- **WORK INSTRUCTIONS**: The entries below are to be duplicated exactly, with nothing left out.

::: TASK INPUTS

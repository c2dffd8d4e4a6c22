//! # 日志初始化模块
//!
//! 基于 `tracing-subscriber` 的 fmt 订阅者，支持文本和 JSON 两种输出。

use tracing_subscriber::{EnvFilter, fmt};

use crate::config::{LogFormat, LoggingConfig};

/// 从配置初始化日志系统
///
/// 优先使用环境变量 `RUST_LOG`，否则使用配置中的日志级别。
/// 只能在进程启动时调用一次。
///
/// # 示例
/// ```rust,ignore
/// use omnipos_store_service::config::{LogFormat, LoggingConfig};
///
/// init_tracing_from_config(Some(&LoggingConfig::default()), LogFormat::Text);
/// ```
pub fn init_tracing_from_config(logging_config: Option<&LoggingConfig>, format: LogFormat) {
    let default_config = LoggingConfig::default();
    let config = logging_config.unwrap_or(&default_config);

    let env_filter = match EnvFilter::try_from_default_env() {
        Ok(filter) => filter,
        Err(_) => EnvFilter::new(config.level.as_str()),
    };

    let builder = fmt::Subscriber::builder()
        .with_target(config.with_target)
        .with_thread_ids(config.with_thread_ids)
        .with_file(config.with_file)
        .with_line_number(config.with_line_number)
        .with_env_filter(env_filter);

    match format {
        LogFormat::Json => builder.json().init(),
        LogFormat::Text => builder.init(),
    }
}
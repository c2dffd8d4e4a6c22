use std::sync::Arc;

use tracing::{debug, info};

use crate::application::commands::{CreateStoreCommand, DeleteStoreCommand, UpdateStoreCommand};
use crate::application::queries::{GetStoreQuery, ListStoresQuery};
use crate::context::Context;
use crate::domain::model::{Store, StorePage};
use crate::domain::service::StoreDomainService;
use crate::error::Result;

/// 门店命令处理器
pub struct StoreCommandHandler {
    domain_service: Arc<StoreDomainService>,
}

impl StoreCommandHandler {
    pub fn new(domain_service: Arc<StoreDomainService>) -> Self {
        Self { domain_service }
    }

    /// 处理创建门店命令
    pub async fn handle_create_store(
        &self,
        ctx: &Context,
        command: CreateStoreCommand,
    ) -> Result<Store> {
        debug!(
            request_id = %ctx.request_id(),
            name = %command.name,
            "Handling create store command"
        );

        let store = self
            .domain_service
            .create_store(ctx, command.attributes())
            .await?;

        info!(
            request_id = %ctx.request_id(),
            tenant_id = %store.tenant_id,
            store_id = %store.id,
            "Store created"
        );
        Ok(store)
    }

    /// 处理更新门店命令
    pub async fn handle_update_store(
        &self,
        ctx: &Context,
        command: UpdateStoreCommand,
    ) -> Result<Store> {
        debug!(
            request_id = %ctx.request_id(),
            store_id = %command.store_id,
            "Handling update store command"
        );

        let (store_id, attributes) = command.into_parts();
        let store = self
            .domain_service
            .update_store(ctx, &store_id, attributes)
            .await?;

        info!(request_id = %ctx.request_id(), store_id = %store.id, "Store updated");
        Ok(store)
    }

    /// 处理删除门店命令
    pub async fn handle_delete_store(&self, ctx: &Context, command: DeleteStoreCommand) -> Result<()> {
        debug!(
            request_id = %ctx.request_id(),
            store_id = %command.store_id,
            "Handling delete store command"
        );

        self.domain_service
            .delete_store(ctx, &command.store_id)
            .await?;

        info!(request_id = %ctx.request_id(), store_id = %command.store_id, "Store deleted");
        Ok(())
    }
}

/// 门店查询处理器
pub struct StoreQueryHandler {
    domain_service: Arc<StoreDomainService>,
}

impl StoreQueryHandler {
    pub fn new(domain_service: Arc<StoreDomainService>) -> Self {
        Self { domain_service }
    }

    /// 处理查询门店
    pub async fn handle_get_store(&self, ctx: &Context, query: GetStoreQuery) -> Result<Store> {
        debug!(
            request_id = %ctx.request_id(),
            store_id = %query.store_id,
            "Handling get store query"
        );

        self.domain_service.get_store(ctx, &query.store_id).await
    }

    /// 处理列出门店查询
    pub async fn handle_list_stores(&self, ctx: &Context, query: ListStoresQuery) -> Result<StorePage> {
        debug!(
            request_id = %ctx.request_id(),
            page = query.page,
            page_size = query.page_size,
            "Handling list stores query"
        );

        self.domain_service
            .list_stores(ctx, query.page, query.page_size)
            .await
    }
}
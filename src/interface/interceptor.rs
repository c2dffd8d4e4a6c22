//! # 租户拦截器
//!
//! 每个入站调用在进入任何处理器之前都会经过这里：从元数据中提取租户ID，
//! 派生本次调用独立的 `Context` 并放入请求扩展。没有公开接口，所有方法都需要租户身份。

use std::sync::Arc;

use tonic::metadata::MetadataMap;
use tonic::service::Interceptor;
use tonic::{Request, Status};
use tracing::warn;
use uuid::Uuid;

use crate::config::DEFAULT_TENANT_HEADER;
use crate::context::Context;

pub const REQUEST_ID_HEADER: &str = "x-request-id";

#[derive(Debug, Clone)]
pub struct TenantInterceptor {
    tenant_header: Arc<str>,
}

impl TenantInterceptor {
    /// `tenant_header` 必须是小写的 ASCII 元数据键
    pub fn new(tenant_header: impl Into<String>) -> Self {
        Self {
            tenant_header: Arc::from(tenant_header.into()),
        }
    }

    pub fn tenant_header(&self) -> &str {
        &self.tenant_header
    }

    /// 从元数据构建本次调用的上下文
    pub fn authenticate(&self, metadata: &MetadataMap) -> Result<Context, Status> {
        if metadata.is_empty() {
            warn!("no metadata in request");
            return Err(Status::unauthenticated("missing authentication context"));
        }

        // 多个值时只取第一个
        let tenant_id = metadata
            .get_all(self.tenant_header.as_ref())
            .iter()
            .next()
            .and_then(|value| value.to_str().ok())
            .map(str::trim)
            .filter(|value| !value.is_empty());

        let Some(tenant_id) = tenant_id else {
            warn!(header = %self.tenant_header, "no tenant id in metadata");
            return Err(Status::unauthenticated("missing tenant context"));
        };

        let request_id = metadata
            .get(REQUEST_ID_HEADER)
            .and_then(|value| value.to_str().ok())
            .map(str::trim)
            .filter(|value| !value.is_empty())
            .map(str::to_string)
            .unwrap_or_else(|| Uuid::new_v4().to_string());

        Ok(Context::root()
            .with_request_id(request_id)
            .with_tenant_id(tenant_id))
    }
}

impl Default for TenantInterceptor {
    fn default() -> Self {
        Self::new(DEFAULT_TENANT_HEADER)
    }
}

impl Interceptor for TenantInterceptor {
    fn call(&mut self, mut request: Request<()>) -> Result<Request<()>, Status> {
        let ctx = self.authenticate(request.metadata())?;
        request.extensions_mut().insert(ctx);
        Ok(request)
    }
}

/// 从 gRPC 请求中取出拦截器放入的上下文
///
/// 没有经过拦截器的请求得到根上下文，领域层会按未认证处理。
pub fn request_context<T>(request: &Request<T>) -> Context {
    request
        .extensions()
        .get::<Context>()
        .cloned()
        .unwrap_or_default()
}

::::::

- **TASK RESULT**:
repository c2dffd8d4e4a6c22
//! # 日志初始化模块
//!
//! 基于 `tracing-subscriber` 的 fmt 订阅者，支持文本和 JSON 两种输出。

use tracing_subscriber::{EnvFilter, fmt};

use crate::config::{LogFormat, LoggingConfig};

/// 从配置初始化日志系统
///
/// 优先使用环境变量 `RUST_LOG`，否则使用配置中的日志级别。
/// 只能在进程启动时调用一次。
///
/// # 示例
/// ```rust,ignore
/// use omnipos_store_service::config::{LogFormat, LoggingConfig};
///
/// init_tracing_from_config(Some(&LoggingConfig::default()), LogFormat::Text);
/// ```
pub fn init_tracing_from_config(logging_config: Option<&LoggingConfig>, format: LogFormat) {
    let default_config = LoggingConfig::default();
    let config = logging_config.unwrap_or(&default_config);

    let env_filter = match EnvFilter::try_from_default_env() {
        Ok(filter) => filter,
        Err(_) => EnvFilter::new(config.level.as_str()),
    };

    let builder = fmt::Subscriber::builder()
        .with_target(config.with_target)
        .with_thread_ids(config.with_thread_ids)
        .with_file(config.with_file)
        .with_line_number(config.with_line_number)
        .with_env_filter(env_filter);

    match format {
        LogFormat::Json => builder.json().init(),
        LogFormat::Text => builder.init(),
    }
}
repository c2dffd8d4e4a6c22
use std::sync::Arc;

use tracing::{debug, info};

use crate::application::commands::{CreateStoreCommand, DeleteStoreCommand, UpdateStoreCommand};
use crate::application::queries::{GetStoreQuery, ListStoresQuery};
use crate::context::Context;
use crate::domain::model::{Store, StorePage};
use crate::domain::service::StoreDomainService;
use crate::error::Result;

/// 门店命令处理器
pub struct StoreCommandHandler {
    domain_service: Arc<StoreDomainService>,
}

impl StoreCommandHandler {
    pub fn new(domain_service: Arc<StoreDomainService>) -> Self {
        Self { domain_service }
    }

    /// 处理创建门店命令
    pub async fn handle_create_store(
        &self,
        ctx: &Context,
        command: CreateStoreCommand,
    ) -> Result<Store> {
        debug!(
            request_id = %ctx.request_id(),
            name = %command.name,
            "Handling create store command"
        );

        let store = self
            .domain_service
            .create_store(ctx, command.attributes())
            .await?;

        info!(
            request_id = %ctx.request_id(),
            tenant_id = %store.tenant_id,
            store_id = %store.id,
            "Store created"
        );
        Ok(store)
    }

    /// 处理更新门店命令
    pub async fn handle_update_store(
        &self,
        ctx: &Context,
        command: UpdateStoreCommand,
    ) -> Result<Store> {
        debug!(
            request_id = %ctx.request_id(),
            store_id = %command.store_id,
            "Handling update store command"
        );

        let (store_id, attributes) = command.into_parts();
        let store = self
            .domain_service
            .update_store(ctx, &store_id, attributes)
            .await?;

        info!(request_id = %ctx.request_id(), store_id = %store.id, "Store updated");
        Ok(store)
    }

    /// 处理删除门店命令
    pub async fn handle_delete_store(&self, ctx: &Context, command: DeleteStoreCommand) -> Result<()> {
        debug!(
            request_id = %ctx.request_id(),
            store_id = %command.store_id,
            "Handling delete store command"
        );

        self.domain_service
            .delete_store(ctx, &command.store_id)
            .await?;

        info!(request_id = %ctx.request_id(), store_id = %command.store_id, "Store deleted");
        Ok(())
    }
}

/// 门店查询处理器
pub struct StoreQueryHandler {
    domain_service: Arc<StoreDomainService>,
}

impl StoreQueryHandler {
    pub fn new(domain_service: Arc<StoreDomainService>) -> Self {
        Self { domain_service }
    }

    /// 处理查询门店
    pub async fn handle_get_store(&self, ctx: &Context, query: GetStoreQuery) -> Result<Store> {
        debug!(
            request_id = %ctx.request_id(),
            store_id = %query.store_id,
            "Handling get store query"
        );

        self.domain_service.get_store(ctx, &query.store_id).await
    }

    /// 处理列出门店查询
    pub async fn handle_list_stores(&self, ctx: &Context, query: ListStoresQuery) -> Result<StorePage> {
        debug!(
            request_id = %ctx.request_id(),
            page = query.page,
            page_size = query.page_size,
            "Handling list stores query"
        );

        self.domain_service
            .list_stores(ctx, query.page, query.page_size)
            .await
    }
}
filename src/interface/interceptor.rs
repository c2dffd8d4e4a6c22
//! # 租户拦截器
//!
//! 每个入站调用在进入任何处理器之前都会经过这里：从元数据中提取租户ID，
//! 派生本次调用独立的 `Context` 并放入请求扩展。没有公开接口，所有方法都需要租户身份。

use std::sync::Arc;

use tonic::metadata::MetadataMap;
use tonic::service::Interceptor;
use tonic::{Request, Status};
use tracing::warn;
use uuid::Uuid;

use crate::config::DEFAULT_TENANT_HEADER;
use crate::context::Context;

pub const REQUEST_ID_HEADER: &str = "x-request-id";

#[derive(Debug, Clone)]
pub struct TenantInterceptor {
    tenant_header: Arc<str>,
}

impl TenantInterceptor {
    /// `tenant_header` 必须是小写的 ASCII 元数据键
    pub fn new(tenant_header: impl Into<String>) -> Self {
        Self {
            tenant_header: Arc::from(tenant_header.into()),
        }
    }

    pub fn tenant_header(&self) -> &str {
        &self.tenant_header
    }

    /// 从元数据构建本次调用的上下文
    pub fn authenticate(&self, metadata: &MetadataMap) -> Result<Context, Status> {
        if metadata.is_empty() {
            warn!("no metadata in request");
            return Err(Status::unauthenticated("missing authentication context"));
        }

        // 多个值时只取第一个
        let tenant_id = metadata
            .get_all(self.tenant_header.as_ref())
            .iter()
            .next()
            .and_then(|value| value.to_str().ok())
            .map(str::trim)
            .filter(|value| !value.is_empty());

        let Some(tenant_id) = tenant_id else {
            warn!(header = %self.tenant_header, "no tenant id in metadata");
            return Err(Status::unauthenticated("missing tenant context"));
        };

        let request_id = metadata
            .get(REQUEST_ID_HEADER)
            .and_then(|value| value.to_str().ok())
            .map(str::trim)
            .filter(|value| !value.is_empty())
            .map(str::to_string)
            .unwrap_or_else(|| Uuid::new_v4().to_string());

        Ok(Context::root()
            .with_request_id(request_id)
            .with_tenant_id(tenant_id))
    }
}

impl Default for TenantInterceptor {
    fn default() -> Self {
        Self::new(DEFAULT_TENANT_HEADER)
    }
}

impl Interceptor for TenantInterceptor {
    fn call(&mut self, mut request: Request<()>) -> Result<Request<()>, Status> {
        let ctx = self.authenticate(request.metadata())?;
        request.extensions_mut().insert(ctx);
        Ok(request)
    }
}

/// 从 gRPC 请求中取出拦截器放入的上下文
///
/// 没有经过拦截器的请求得到根上下文，领域层会按未认证处理。
pub fn request_context<T>(request: &Request<T>) -> Context {
    request
        .extensions()
        .get::<Context>()
        .cloned()
        .unwrap_or_default()
}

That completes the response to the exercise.